I remember this moment in my life vividly, as if it were happening right now. The terrorists of my soul who had lured my orphan heart into this darkness had now flown their planes into my flimsy religious house of cards and it was burning down. My wife had left me a note saying she was leaving me because of the other woman, my business had failed—even my “Christianity” had come crashing down into a rubbly heap that smoldered in the dungeon of my torment.

At the same time, I could hear the siren song of the freedom of my old life as a carefree musician with no one to answer to but my own self-indulgence.
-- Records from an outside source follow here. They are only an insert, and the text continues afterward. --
//! # 계정 해석 서비스 (Identity Resolution)
//!
//! 프로바이더가 돌려준 프로필을 정확히 하나의 계정으로 연결합니다.
//! 프로바이더와 무관한 단일 루틴이며, 프로바이더별 코드는 프로필을
//! [`ProviderProfile`]로 정규화하는 데까지만 관여합니다.
//!
//! ## 해석 순서
//!
//! ```text
//! (provider, external_id) 조회 ──found──► 그대로 반환 (쓰기 없음)
//!          │ miss
//!          ▼
//! email 있음? ──no──────────────────────┐
//!          │ yes                          │
//!          ▼                              ▼
//! email 조회 ──found──► 프로바이더 연결   새 계정 생성
//!          │ miss       (저장 후 반환)    (customer, verified)
//!          └──────────────────────────────┘
//! ```
//!
//! ## 동시성
//!
//! 읽기를 순서대로 한 뒤 최대 한 번 씁니다. 잠금이나 트랜잭션은 없습니다.
//! 같은 이메일로 두 프로바이더에서 동시에 첫 로그인을 하면 두 요청 모두
//! 이메일 조회에서 놓치고 둘 다 생성을 시도합니다. 이메일 고유 인덱스 때문에
//! 한쪽 삽입이 실패하며, 그 요청은 인증 실패로 끝납니다 (연결되지 않음).

use std::sync::Arc;
use crate::domain::entities::accounts::Account;
use crate::domain::models::oauth::ProviderProfile;
use crate::errors::{AppError, AppResult};
use crate::repositories::accounts::AccountStore;

/// 해석 결과가 어느 경로로 나왔는지
#[derive(Debug, Clone, Copy, PartialEq, Eq)]
pub enum Resolution {
    /// 이미 이 프로바이더로 연결된 계정
    Returning,
    /// 이메일이 같은 기존 계정에 프로바이더를 연결
    Linked,
    /// 새로 만든 계정
    Created,
}

pub struct IdentityResolver {
    accounts: Arc<dyn AccountStore>,
}

impl IdentityResolver {
    pub fn new(accounts: Arc<dyn AccountStore>) -> Self {
        Self { accounts }
    }

    /// 정규화된 프로필을 계정으로 해석합니다.
    ///
    /// 저장소 오류는 중간에 어디서 나든 해석을 중단시키고 그대로 전달됩니다.
    /// 이전 단계의 쓰기는 되돌리지 않습니다 (쓰기는 최대 한 번).
    pub async fn resolve(&self, profile: &ProviderProfile) -> AppResult<Account> {
        self.resolve_with_outcome(profile).await.map(|(account, _)| account)
    }

    pub async fn resolve_with_outcome(&self, profile: &ProviderProfile) -> AppResult<(Account, Resolution)> {
        if let Some(account) = self.accounts
            .find_by_provider_id(profile.provider, &profile.external_id)
            .await?
        {
            log::debug!("기존 {} 계정 로그인: {:?}", profile.provider, account.id);
            return Ok((account, Resolution::Returning));
        }

        if let Some(email) = profile.email.as_deref() {
            if let Some(found) = self.accounts.find_by_email(email).await? {
                let id = found.id_string().ok_or_else(|| {
                    AppError::InternalError("계정 ID가 없습니다".to_string())
                })?;
                let account = self.accounts
                    .link_provider(&id, profile)
                    .await?
                    .ok_or_else(|| AppError::NotFound("연결할 계정이 삭제되었습니다".to_string()))?;
                log::info!("{} 프로바이더를 기존 계정에 연결: {:?}", profile.provider, account.id);
                return Ok((account, Resolution::Linked));
            }
        }

        let account = self.accounts.create(Account::from_profile(profile)).await?;
        log::info!("새 계정 생성 ({}): {:?}", profile.provider, account.id);

        Ok((account, Resolution::Created))
    }

    /// 세션 참조의 계정 ID로 계정을 되찾습니다. 없으면 `AuthenticationError`.
    pub async fn correlate(&self, account_id: &str) -> AppResult<Account> {
        self.accounts
            .find_by_id(account_id)
            .await?
            .ok_or_else(|| AppError::AuthenticationError("계정이 존재하지 않습니다".to_string()))
    }
}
It was at this moment, seemingly suspended in time and space, that I heard God speak to my heart, “Now’s your chance. You can pursue the life you’ve always wanted, the one you gave up for Me, and the reason why you think you hate Me right now. (I had been mad at God for over a year by then and even refused to pray to Him.) He continued, “Nothing is stopping you now… not your wife, not your business, and certainly not your position in the church… you are free.” (Kindle loc. 485-491)

Somewhere in my heart I heard the words, I don’t care if I lose everything—and I certainly thought I had—I don’t want to lose You. Let me say here that there are many things you find out in life that you never knew that you didn’t know. You don’t even have a mental grid to ask the right question. What I was about to experience was one of those times! I was about to be introduced to a ridiculously loving Father who I had never known all my natural life, all my Christian life. (Kindle loc. 504)

That was September 2001 (I called it my personal “9/11”). I can honestly say my whole life has been radically transformed since then. My marriage was restored that year and my wife and I have been working together in ministry ever since. We love each other now more than ever (38 years together!) I lost everything but what matters—my family, my wife, and the Lover of My Soul.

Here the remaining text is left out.